You do not seem to understand statistics. This is a very common failing among the human species.
Please note:
A) "Given that someone ran through those three locations what are the odds that they would fail to show up in any picture taken at said locations?"
and
B) "Given that someone failed to show up in any pictures at those three locations what are the odds that they actually ran through all of them?"
are two fundamentally different questions.
Re. (B), you have to consider the additional piece of information that there's a photo of him crossing the finish line. So that leaves two possibilities, he either went through all 3 locations and was missed by random chance (question A), or he only went through 0,1, or 2 of the 3 locations, plus the finish line. The second possibility results in automatic disqualification. So to prove cheating, all you need to show that the scenario in question A has a very low odds of occurring.
If we assume that the three locations are independent Bernouilli trials (e.g., nobody told the photographers to explicity not photograph him), with p_1 = 1/200, p_2 = 25/200, p_3=7/200, where the p's are the prob. of being missed by the photographers, then multiplying the probs. is appropriate, giving 1 in 45714 odds of being missed by chance at all three locations.

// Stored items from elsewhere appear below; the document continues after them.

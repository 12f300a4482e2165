//! Rollout configuration.
//!
//! Configuration is read once at process start and handed to the resolver
//! explicitly. It comes in two layers:
//!
//! - [`RolloutSettings`]: the raw, string-typed values as delivered by the
//!   environment or command line.
//! - [`RolloutConfig`]: the typed configuration produced from the settings by
//!   the tolerant parsers in [`crate::parse`].
//!
//! # Environment Variables
//!
//! | Variable | Default | Description |
//! |----------|---------|-------------|
//! | `DPP_ROLLOUT_ENABLED` | true | Master switch |
//! | `DPP_ROLLOUT_SURFACES` | publisher,editor,viewer | Surfaces enabled by default |
//! | `DPP_ROLLOUT_CANARY_TENANTS` | (empty) | Canary allow-list; restricts eligibility when set |
//! | `DPP_ROLLOUT_FORCE_ENABLE_TENANTS` | (empty) | Tenants that bypass the canary restriction |
//! | `DPP_ROLLOUT_FORCE_DISABLE_TENANTS` | (empty) | Tenants that are always disabled |
//! | `DPP_ROLLOUT_TENANT_SURFACES` | {} | JSON object of per-tenant surface lists |
//!
//! # Example
//!
//! ```rust
//! use dpp_rollout::{RolloutConfig, RolloutSettings};
//!
//! // Create from environment
//! let config = RolloutConfig::from_env();
//!
//! // Or from explicit settings
//! let settings = RolloutSettings {
//!     canary_tenants: "canary-a,canary-b".to_string(),
//!     ..Default::default()
//! };
//! let config = RolloutConfig::from_settings(&settings);
//! assert_eq!(config.canary_tenants.len(), 2);
//! ```

use std::collections::{BTreeMap, BTreeSet};

use clap::Parser;
use serde::Serialize;

use crate::parse::{
    DEFAULT_SURFACES, parse_bool_flag, parse_surface_list, parse_tenant_list,
    parse_tenant_surface_overrides,
};
use crate::surface::Surface;
use crate::tenant::TenantId;

/// Raw rollout settings.
///
/// Every value is kept as a string so that malformed input is handled by the
/// tolerant parsers rather than rejected at the argument layer.
#[derive(Debug, Clone, Parser)]
#[command(name = "dpp-rollout")]
pub struct RolloutSettings {
    /// Master rollout switch (1/true/yes/on or 0/false/no/off).
    #[arg(long = "rollout-enabled", env = "DPP_ROLLOUT_ENABLED", default_value = "true")]
    pub enabled: String,

    /// Surfaces enabled by default (comma-separated).
    #[arg(long = "rollout-surfaces", env = "DPP_ROLLOUT_SURFACES", default_value = DEFAULT_SURFACES)]
    pub surfaces: String,

    /// Canary tenants (comma-separated). When non-empty, only these tenants are eligible.
    #[arg(long = "canary-tenants", env = "DPP_ROLLOUT_CANARY_TENANTS", default_value = "")]
    pub canary_tenants: String,

    /// Tenants enabled regardless of the canary list (comma-separated).
    #[arg(
        long = "force-enable-tenants",
        env = "DPP_ROLLOUT_FORCE_ENABLE_TENANTS",
        default_value = ""
    )]
    pub force_enable_tenants: String,

    /// Tenants that are always disabled (comma-separated).
    #[arg(
        long = "force-disable-tenants",
        env = "DPP_ROLLOUT_FORCE_DISABLE_TENANTS",
        default_value = ""
    )]
    pub force_disable_tenants: String,

    /// Per-tenant surface lists as a JSON object.
    #[arg(long = "tenant-surfaces", env = "DPP_ROLLOUT_TENANT_SURFACES", default_value = "{}")]
    pub tenant_surfaces: String,
}

impl Default for RolloutSettings {
    fn default() -> Self {
        Self {
            enabled: "true".to_string(),
            surfaces: DEFAULT_SURFACES.to_string(),
            canary_tenants: String::new(),
            force_enable_tenants: String::new(),
            force_disable_tenants: String::new(),
            tenant_surfaces: "{}".to_string(),
        }
    }
}

impl RolloutSettings {
    /// Reads settings from environment variables only.
    ///
    /// Process arguments are not consulted. If the environment cannot be
    /// parsed (for example a non UTF-8 value) the defaults are used.
    pub fn from_env() -> Self {
        Self::try_parse_from(["dpp-rollout"]).unwrap_or_default()
    }
}

/// Typed rollout configuration.
#[derive(Debug, Clone, PartialEq, Eq, Serialize)]
#[serde(rename_all = "camelCase")]
pub struct RolloutConfig {
    /// Master switch.
    pub globally_enabled: bool,
    /// Surfaces enabled when no tenant-specific list applies.
    pub global_surfaces: BTreeSet<Surface>,
    /// When non-empty, restricts eligibility to these tenants.
    pub canary_tenants: BTreeSet<TenantId>,
    /// Tenants that bypass the canary restriction.
    pub force_enabled_tenants: BTreeSet<TenantId>,
    /// Tenants that are always disabled, short of a local override.
    pub force_disabled_tenants: BTreeSet<TenantId>,
    /// Per-tenant replacement for `global_surfaces`.
    pub tenant_surface_overrides: BTreeMap<TenantId, BTreeSet<Surface>>,
}

impl Default for RolloutConfig {
    fn default() -> Self {
        Self {
            globally_enabled: true,
            global_surfaces: Surface::ALL.into_iter().collect(),
            canary_tenants: BTreeSet::new(),
            force_enabled_tenants: BTreeSet::new(),
            force_disabled_tenants: BTreeSet::new(),
            tenant_surface_overrides: BTreeMap::new(),
        }
    }
}

impl RolloutConfig {
    /// Builds the typed configuration from raw settings.
    ///
    /// Never fails: malformed values fall back to their defaults.
    pub fn from_settings(settings: &RolloutSettings) -> Self {
        Self {
            globally_enabled: parse_bool_flag(Some(settings.enabled.as_str()), true),
            global_surfaces: parse_surface_list(Some(settings.surfaces.as_str())),
            canary_tenants: parse_tenant_list(Some(settings.canary_tenants.as_str())),
            force_enabled_tenants: parse_tenant_list(Some(settings.force_enable_tenants.as_str())),
            force_disabled_tenants: parse_tenant_list(Some(settings.force_disable_tenants.as_str())),
            tenant_surface_overrides: parse_tenant_surface_overrides(Some(
                settings.tenant_surfaces.as_str(),
            )),
        }
    }

    /// Builds the typed configuration from environment variables.
    pub fn from_env() -> Self {
        Self::from_settings(&RolloutSettings::from_env())
    }

    /// Sets the master switch.
    pub fn with_enabled(mut self, enabled: bool) -> Self {
        self.globally_enabled = enabled;
        self
    }

    /// Replaces the global surface set.
    pub fn with_global_surfaces(mut self, surfaces: impl IntoIterator<Item = Surface>) -> Self {
        self.global_surfaces = surfaces.into_iter().collect();
        self
    }

    /// Adds tenants to the canary list.
    pub fn with_canary<I, T>(mut self, tenants: I) -> Self
    where
        I: IntoIterator<Item = T>,
        T: Into<TenantId>,
    {
        self.canary_tenants
            .extend(tenants.into_iter().map(Into::into));
        self
    }

    /// Adds tenants to the force-enable list.
    pub fn with_force_enabled<I, T>(mut self, tenants: I) -> Self
    where
        I: IntoIterator<Item = T>,
        T: Into<TenantId>,
    {
        self.force_enabled_tenants
            .extend(tenants.into_iter().map(Into::into));
        self
    }

    /// Adds tenants to the force-disable list.
    pub fn with_force_disabled<I, T>(mut self, tenants: I) -> Self
    where
        I: IntoIterator<Item = T>,
        T: Into<TenantId>,
    {
        self.force_disabled_tenants
            .extend(tenants.into_iter().map(Into::into));
        self
    }

    /// Sets the surface list for a single tenant.
    pub fn with_tenant_surfaces(
        mut self,
        tenant: impl Into<TenantId>,
        surfaces: impl IntoIterator<Item = Surface>,
    ) -> Self {
        self.tenant_surface_overrides
            .insert(tenant.into(), surfaces.into_iter().collect());
        self
    }

    /// Returns true if `tenant` is on the canary list.
    pub fn is_canary(&self, tenant: &TenantId) -> bool {
        self.canary_tenants.contains(tenant)
    }

    /// Returns true if the canary list restricts eligibility.
    pub fn is_canary_gated(&self) -> bool {
        !self.canary_tenants.is_empty()
    }

    /// Returns whether `tenant` is eligible before force-disable and local
    /// overrides are considered.
    pub fn is_eligible(&self, tenant: &TenantId) -> bool {
        (self.globally_enabled && !self.is_canary_gated())
            || self.force_enabled_tenants.contains(tenant)
            || (self.globally_enabled && self.is_canary(tenant))
    }

    /// Reports configuration that is accepted but probably unintended.
    ///
    /// Findings never affect resolution; callers typically log them.
    pub fn lint(&self) -> Vec<String> {
        let mut findings = Vec::new();

        for tenant in self
            .force_enabled_tenants
            .intersection(&self.force_disabled_tenants)
        {
            findings.push(format!(
                "Tenant '{}' is both force-enabled and force-disabled; force-disable wins",
                tenant
            ));
        }

        if !self.globally_enabled && self.is_canary_gated() {
            findings.push(
                "Canary tenants are configured but the rollout is globally disabled".to_string(),
            );
        }

        for tenant in self.tenant_surface_overrides.keys() {
            if self.force_disabled_tenants.contains(tenant) || !self.is_eligible(tenant) {
                findings.push(format!(
                    "Tenant '{}' has a surface override but is never enabled",
                    tenant
                ));
            }
        }

        findings
    }
}

#[cfg(test)]
mod tests {
    use super::*;

    #[test]
    fn test_default_config() {
        let config = RolloutConfig::default();
        assert!(config.globally_enabled);
        assert_eq!(config.global_surfaces.len(), 3);
        assert!(!config.is_canary_gated());
        assert!(config.tenant_surface_overrides.is_empty());
    }

    #[test]
    fn test_default_settings_match_default_config() {
        let config = RolloutConfig::from_settings(&RolloutSettings::default());
        assert_eq!(config, RolloutConfig::default());
    }

    #[test]
    fn test_from_settings_parses_every_field() {
        let settings = RolloutSettings {
            enabled: "No".to_string(),
            surfaces: "viewer, bogus".to_string(),
            canary_tenants: "Canary-A, canary-b".to_string(),
            force_enable_tenants: "vip".to_string(),
            force_disable_tenants: " blocked ".to_string(),
            tenant_surfaces: r#"{"Alpha": ["publisher"]}"#.to_string(),
        };
        let config = RolloutConfig::from_settings(&settings);

        assert!(!config.globally_enabled);
        assert_eq!(config.global_surfaces, BTreeSet::from([Surface::Viewer]));
        assert!(config.is_canary(&TenantId::new("canary-a")));
        assert!(config.is_canary(&TenantId::new("CANARY-B")));
        assert!(config.force_enabled_tenants.contains(&TenantId::new("vip")));
        assert!(
            config
                .force_disabled_tenants
                .contains(&TenantId::new("blocked"))
        );
        assert_eq!(
            config.tenant_surface_overrides[&TenantId::new("alpha")],
            BTreeSet::from([Surface::Publisher])
        );
    }

    #[test]
    fn test_malformed_settings_degrade_to_defaults() {
        let settings = RolloutSettings {
            enabled: "perhaps".to_string(),
            surfaces: "".to_string(),
            tenant_surfaces: "{\"alpha\": [".to_string(),
            ..Default::default()
        };
        let config = RolloutConfig::from_settings(&settings);
        assert_eq!(config, RolloutConfig::default());
    }

    #[test]
    fn test_settings_parse_from_args() {
        let settings = RolloutSettings::try_parse_from([
            "dpp-rollout",
            "--rollout-enabled",
            "off",
            "--canary-tenants",
            "alpha",
        ])
        .unwrap();
        assert_eq!(settings.enabled, "off");
        assert_eq!(settings.canary_tenants, "alpha");
        assert_eq!(settings.tenant_surfaces, "{}");
    }

    #[test]
    fn test_eligibility() {
        let open = RolloutConfig::default();
        assert!(open.is_eligible(&TenantId::new("anyone")));

        let gated = RolloutConfig::default()
            .with_canary(["alpha"])
            .with_force_enabled(["vip"]);
        assert!(gated.is_eligible(&TenantId::new("alpha")));
        assert!(gated.is_eligible(&TenantId::new("vip")));
        assert!(!gated.is_eligible(&TenantId::new("other")));

        let off = RolloutConfig::default()
            .with_enabled(false)
            .with_canary(["alpha"])
            .with_force_enabled(["vip"]);
        assert!(!off.is_eligible(&TenantId::new("alpha")));
        assert!(off.is_eligible(&TenantId::new("vip")));
    }

    #[test]
    fn test_lint_clean_config() {
        assert!(RolloutConfig::default().lint().is_empty());
    }

    #[test]
    fn test_lint_findings() {
        let config = RolloutConfig::default()
            .with_enabled(false)
            .with_canary(["alpha"])
            .with_force_enabled(["both"])
            .with_force_disabled(["both"])
            .with_tenant_surfaces("alpha", [Surface::Viewer]);

        let findings = config.lint();
        assert_eq!(findings.len(), 3);
        assert!(findings.iter().any(|f| f.contains("'both'")));
        assert!(findings.iter().any(|f| f.contains("globally disabled")));
        assert!(findings.iter().any(|f| f.contains("'alpha'")));
    }
}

By the way, you could get a considerably better probability estimate (and lower the odds even more) by increasing the photo analysis to the top 500 (or all) runners, and using all the photo locations on the course except the finish (there's at least 6 including a sequence 200 yards from the start line - no sign of Rossi there either). If you conservatively assume 50% of the top 200 runners were photographed at those other locations, the odds drop to 1 in 365712. The real question is, what odds would the VIA race director accept for a DQ?